TASK ITEM ▸
Pick each line containing the word "body" out of the data below.

<<<<

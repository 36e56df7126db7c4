use ratatui::{
    layout::{Constraint, Direction, Layout, Rect},
    style::Style,
    text::{Line, Span},
    widgets::{Block, Borders, Clear, Paragraph},
    Frame,
};

use erpdesk_core::models::ProfileField;
use erpdesk_core::utils::{mask_secret, truncate_string};

use crate::app::{App, AppState, LoginFocus, Tab};

use super::styles;
use super::tabs::{dashboard, profile};

/// Width of the sidebar column
const SIDEBAR_WIDTH: u16 = 30;

pub fn render(frame: &mut Frame, app: &App) {
    let chunks = Layout::default()
        .direction(Direction::Vertical)
        .constraints([
            Constraint::Length(3), // Title bar
            Constraint::Min(10),   // Sidebar + main content
            Constraint::Length(2), // Status bar
        ])
        .split(frame.area());

    let body = Layout::default()
        .direction(Direction::Horizontal)
        .constraints([Constraint::Length(SIDEBAR_WIDTH), Constraint::Min(40)])
        .split(chunks[1]);

    render_title_bar(frame, app, chunks[0]);
    render_sidebar(frame, app, body[0]);
    render_main_content(frame, app, body[1]);
    render_status_bar(frame, app, chunks[2]);

    // Render overlays
    if app.directory().is_add_form_open() {
        render_add_user_overlay(frame, app);
    }

    match app.state {
        AppState::ShowingHelp => render_help_overlay(frame),
        AppState::LoggingIn | AppState::Authenticating => render_login_overlay(frame, app),
        AppState::ConfirmingQuit => render_quit_overlay(frame),
        AppState::Normal | AppState::Quitting => {}
    }
}

fn render_title_bar(frame: &mut Frame, app: &App, area: Rect) {
    let title = "  ERP Admin";
    let right = match app.session.user() {
        Some(user) => format!("[{}] {}  [?] Help", user.initials(), user.username),
        None => "[?] Help".to_string(),
    };

    let title_line = Line::from(vec![
        Span::styled(title, styles::title_style()),
        Span::raw(" ".repeat(
            (area.width as usize).saturating_sub(title.len() + right.chars().count() + 2),
        )),
        Span::styled(right, styles::muted_style()),
    ]);

    let block = Block::default()
        .borders(Borders::BOTTOM)
        .border_style(styles::muted_style());

    let paragraph = Paragraph::new(title_line).block(block);
    frame.render_widget(paragraph, area);
}

fn render_sidebar(frame: &mut Frame, app: &App, area: Rect) {
    let inner_width = SIDEBAR_WIDTH.saturating_sub(4) as usize;
    let mut lines = vec![];

    match app.session.user() {
        Some(user) => {
            lines.push(Line::from(Span::styled(format!(" ({})", user.initials()), styles::title_style())));
            lines.push(Line::from(Span::styled(
                format!(" {}", truncate_string(&user.full_name(), inner_width)),
                styles::list_item_style(),
            )));
            lines.push(Line::from(Span::styled(
                format!(" {}", truncate_string(&user.email, inner_width)),
                styles::muted_style(),
            )));
        }
        None => lines.push(Line::from(Span::styled(" Not signed in", styles::muted_style()))),
    }

    lines.push(Line::from(""));
    lines.push(Line::from(Span::styled(" Navigation", styles::highlight_style())));

    for (key, tab) in [("1", Tab::Dashboard), ("2", Tab::UserInfo)] {
        let selected = app.current_tab == tab;
        let marker = if selected { "▶" } else { " " };
        lines.push(Line::from(vec![
            Span::styled(format!(" {} [{}] ", marker, key), styles::muted_style()),
            Span::styled(tab.title(), styles::tab_style(selected)),
        ]));
    }

    lines.push(Line::from(""));
    lines.push(Line::from(vec![
        Span::styled(" [L] ", styles::help_key_style()),
        Span::styled("Sign out", styles::muted_style()),
    ]));

    let block = Block::default()
        .borders(Borders::RIGHT)
        .border_style(styles::muted_style());

    frame.render_widget(Paragraph::new(lines).block(block), area);
}

fn render_main_content(frame: &mut Frame, app: &App, area: Rect) {
    match app.current_tab {
        Tab::Dashboard => dashboard::render(frame, area),
        Tab::UserInfo => profile::render(frame, app, area),
    }
}

fn render_status_bar(frame: &mut Frame, app: &App, area: Rect) {
    let shortcuts = match app.current_tab {
        Tab::UserInfo if app.directory().is_editing() => "[Enter] save | [Esc] cancel",
        Tab::UserInfo => "[e]dit | [n]ew | [d]ownload | [u]pdate list | [q]uit",
        Tab::Dashboard => "[Tab] switch | [q]uit",
    };

    let (left_text, left_style) = match app.status_text() {
        Some((msg, true)) => (format!(" {} ", msg), styles::error_style()),
        Some((msg, false)) => (format!(" {} ", msg), styles::success_style()),
        None => (String::from(" Ready "), styles::muted_style()),
    };
    let right_text = format!(" {} ", shortcuts);

    let width = area.width as usize;
    let padding_len = width
        .saturating_sub(left_text.chars().count())
        .saturating_sub(right_text.len());
    let status_line = Line::from(vec![
        Span::styled(left_text, left_style),
        Span::raw(" ".repeat(padding_len)),
        Span::styled(right_text, styles::muted_style()),
    ]);
    let paragraph = Paragraph::new(status_line).style(styles::status_bar_style());
    frame.render_widget(paragraph, area);
}

fn help_row(key: &'static str, desc: &'static str) -> Line<'static> {
    Line::from(vec![
        Span::styled(format!("  {:<10}", key), styles::help_key_style()),
        Span::styled(desc, styles::help_desc_style()),
    ])
}

fn render_help_overlay(frame: &mut Frame) {
    let area = centered_rect_fixed(52, 24, frame.area());
    frame.render_widget(Clear, area);

    let version = env!("CARGO_PKG_VERSION");

    let help_text = vec![
        Line::from(Span::styled("  ERP Admin", styles::title_style())),
        Line::from(Span::styled(format!("  version {}", version), styles::muted_style())),
        Line::from(""),
        Line::from(Span::styled(" Navigation", styles::highlight_style())),
        help_row("1/2", "Dashboard / User Info"),
        help_row("Tab", "Next screen"),
        help_row("←/→", "Previous/next user"),
        help_row("[/]", "Previous/next section"),
        Line::from(""),
        Line::from(Span::styled(" User Info", styles::highlight_style())),
        help_row("e", "Edit current user"),
        help_row("Enter", "Save changes"),
        help_row("Esc", "Cancel editing"),
        help_row("n", "Add a new user"),
        help_row("d", "Download users as spreadsheet"),
        help_row("u", "Reload users from server"),
        Line::from(""),
        Line::from(Span::styled(" Session", styles::highlight_style())),
        help_row("L", "Sign out"),
        help_row("q", "Quit"),
        Line::from(""),
        Line::from(vec![
            Span::styled("       Press ", styles::muted_style()),
            Span::styled("?", styles::help_key_style()),
            Span::styled(" or ", styles::muted_style()),
            Span::styled("Esc", styles::help_key_style()),
            Span::styled(" to close", styles::muted_style()),
        ]),
    ];

    let block = Block::default()
        .borders(Borders::ALL)
        .border_style(styles::border_style(true))
        .style(Style::default());

    frame.render_widget(Paragraph::new(help_text).block(block), area);
}

fn render_login_overlay(frame: &mut Frame, app: &App) {
    let height = if app.login_error.is_some() { 15 } else { 13 };
    let area = centered_rect_fixed(46, height, frame.area());
    frame.render_widget(Clear, area);

    let mut lines = vec![
        Line::from(Span::styled("        Sign in to ERP Admin", styles::title_style())),
        Line::from(""),
    ];

    let username_focused = app.login_focus == LoginFocus::Username;
    let username_style = if username_focused {
        styles::selected_style()
    } else {
        styles::list_item_style()
    };
    let username_display = format!("{:<16}", truncate_string(&app.login_username, 16));
    let cursor = if username_focused { "▌" } else { "" };
    lines.push(Line::from(vec![
        Span::raw("      "),
        Span::styled("Username: [", styles::muted_style()),
        Span::styled(format!("{}{}", username_display, cursor), username_style),
        Span::styled("]", styles::muted_style()),
    ]));

    let password_focused = app.login_focus == LoginFocus::Password;
    let password_style = if password_focused {
        styles::selected_style()
    } else {
        styles::list_item_style()
    };
    let password_masked: String = "*".repeat(app.login_password.chars().count().min(16));
    let password_display = format!("{:<16}", password_masked);
    let cursor = if password_focused { "▌" } else { "" };
    lines.push(Line::from(vec![
        Span::raw("      "),
        Span::styled("Password: [", styles::muted_style()),
        Span::styled(format!("{}{}", password_display, cursor), password_style),
        Span::styled("]", styles::muted_style()),
    ]));

    lines.push(Line::from(""));
    if app.state == AppState::Authenticating {
        lines.push(Line::from(Span::styled("            Signing in...", styles::highlight_style())));
    } else {
        let button_focused = app.login_focus == LoginFocus::Button;
        let (label, style) = if button_focused {
            (" ▶ Login ◀ ", styles::selected_style())
        } else {
            ("   Login   ", styles::list_item_style())
        };
        lines.push(Line::from(vec![
            Span::raw("            ["),
            Span::styled(label, style),
            Span::raw("]"),
        ]));
    }

    lines.push(Line::from(""));
    lines.push(Line::from(Span::styled("   Demo: johndoe / asqw123", styles::muted_style())));
    lines.push(Line::from(Span::styled("   Any username and password work", styles::muted_style())));

    if let Some(ref error) = app.login_error {
        lines.push(Line::from(""));
        lines.push(Line::from(Span::styled(format!(" {}", error), styles::error_style())));
    }

    let block = Block::default()
        .borders(Borders::ALL)
        .border_style(styles::border_style(true))
        .style(Style::default());

    frame.render_widget(Paragraph::new(lines).block(block), area);
}

fn render_add_user_overlay(frame: &mut Frame, app: &App) {
    let fields = ProfileField::ADD_FORM;
    let area = centered_rect_fixed(60, fields.len() as u16 + 6, frame.area());
    frame.render_widget(Clear, area);

    let candidate = app.directory().candidate();
    let focused = app.focused_add_field();

    let mut lines = vec![Line::from("")];
    for field in fields {
        let is_focused = field == focused;
        let raw = field.get(candidate);
        let value = if field.is_secret() { mask_secret(raw) } else { raw.to_string() };
        let cursor = if is_focused { "▌" } else { "" };
        let style = if is_focused {
            styles::selected_style()
        } else {
            styles::list_item_style()
        };

        lines.push(Line::from(vec![
            Span::styled(format!("  {:<15}", field.label()), styles::muted_style()),
            Span::styled(format!("{}{}", truncate_string(&value, 36), cursor), style),
        ]));
    }
    lines.push(Line::from(""));
    lines.push(Line::from(vec![
        Span::styled("  [Enter]", styles::help_key_style()),
        Span::styled(" add user  ", styles::muted_style()),
        Span::styled("[↑/↓]", styles::help_key_style()),
        Span::styled(" field  ", styles::muted_style()),
        Span::styled("[Esc]", styles::help_key_style()),
        Span::styled(" cancel", styles::muted_style()),
    ]));

    let block = Block::default()
        .title(" Add New User ")
        .title_style(styles::title_style())
        .borders(Borders::ALL)
        .border_style(styles::border_style(true));

    frame.render_widget(Paragraph::new(lines).block(block), area);
}

/// Create a centered rectangle with fixed dimensions
fn centered_rect_fixed(width: u16, height: u16, r: Rect) -> Rect {
    let x = r.x + (r.width.saturating_sub(width)) / 2;
    let y = r.y + (r.height.saturating_sub(height)) / 2;
    Rect::new(x, y, width.min(r.width), height.min(r.height))
}

fn render_quit_overlay(frame: &mut Frame) {
    let area = centered_rect_fixed(46, 7, frame.area());
    frame.render_widget(Clear, area);

    let lines = vec![
        Line::from(""),
        Line::from(Span::styled(
            "   Are you sure you want to quit?",
            styles::highlight_style(),
        )),
        Line::from(""),
        Line::from(vec![
            Span::styled("   Press ", styles::muted_style()),
            Span::styled("[Y]", styles::help_key_style()),
            Span::styled(" to quit, ", styles::muted_style()),
            Span::styled("[N]", styles::help_key_style()),
            Span::styled(" to cancel", styles::muted_style()),
        ]),
    ];

    let block = Block::default()
        .borders(Borders::ALL)
        .border_style(styles::border_style(true))
        .style(Style::default());

    frame.render_widget(Paragraph::new(lines).block(block), area);
}

#[cfg(test)]
mod tests {
    use super::*;

    #[test]
    fn test_centered_rect_fixed() {
        let outer = Rect::new(0, 0, 100, 40);
        assert_eq!(centered_rect_fixed(46, 10, outer), Rect::new(27, 15, 46, 10));

        let small = Rect::new(0, 0, 20, 5);
        assert_eq!(centered_rect_fixed(46, 10, small), Rect::new(0, 0, 20, 5));
    }
}
// ============================================================================
// Background Task Results
// ============================================================================

/// Results sent back from spawned tasks over the MPSC channel. Each carries
/// the ticket it was started with so the directory can discard stale ones.
enum TaskResult {
    Loaded(LoadTicket, Result<Vec<UserRecord>, ApiError>),
    Saved(SaveTicket, Result<UserRecord, ApiError>),
    Added(AddTicket, Result<RawProfile, ApiError>),
    /// The simulated sign-in delay for this username has elapsed
    SignedIn(String),
}

// ============================================================================
// Main Application Struct
// ============================================================================

pub struct App {
    // Core services
    pub config: Config,
    /// Where config changes are written; None keeps them in memory
    config_path: Option<PathBuf>,
    pub session: SessionStore,
    pub store: DirectoryStore,

    // UI State
    pub state: AppState,
    pub current_tab: Tab,
    pub form_section: FormSection,
    /// Focused row within the current section while editing
    pub field_selection: usize,
    /// Focused row within the add-user form
    pub add_field_selection: usize,

    // Login form state
    pub login_username: String,
    pub login_password: String,
    pub login_focus: LoginFocus,
    pub login_error: Option<String>,

    // Background task channel
    task_rx: mpsc::Receiver<TaskResult>,
    task_tx: mpsc::Sender<TaskResult>,

    pub status_message: Option<String>,
}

>>>>

SOLUTION TO THIS PROBLEM ▸
    let body = Layout::default()
    render_sidebar(frame, app, body[0]);
    render_main_content(frame, app, body[1]);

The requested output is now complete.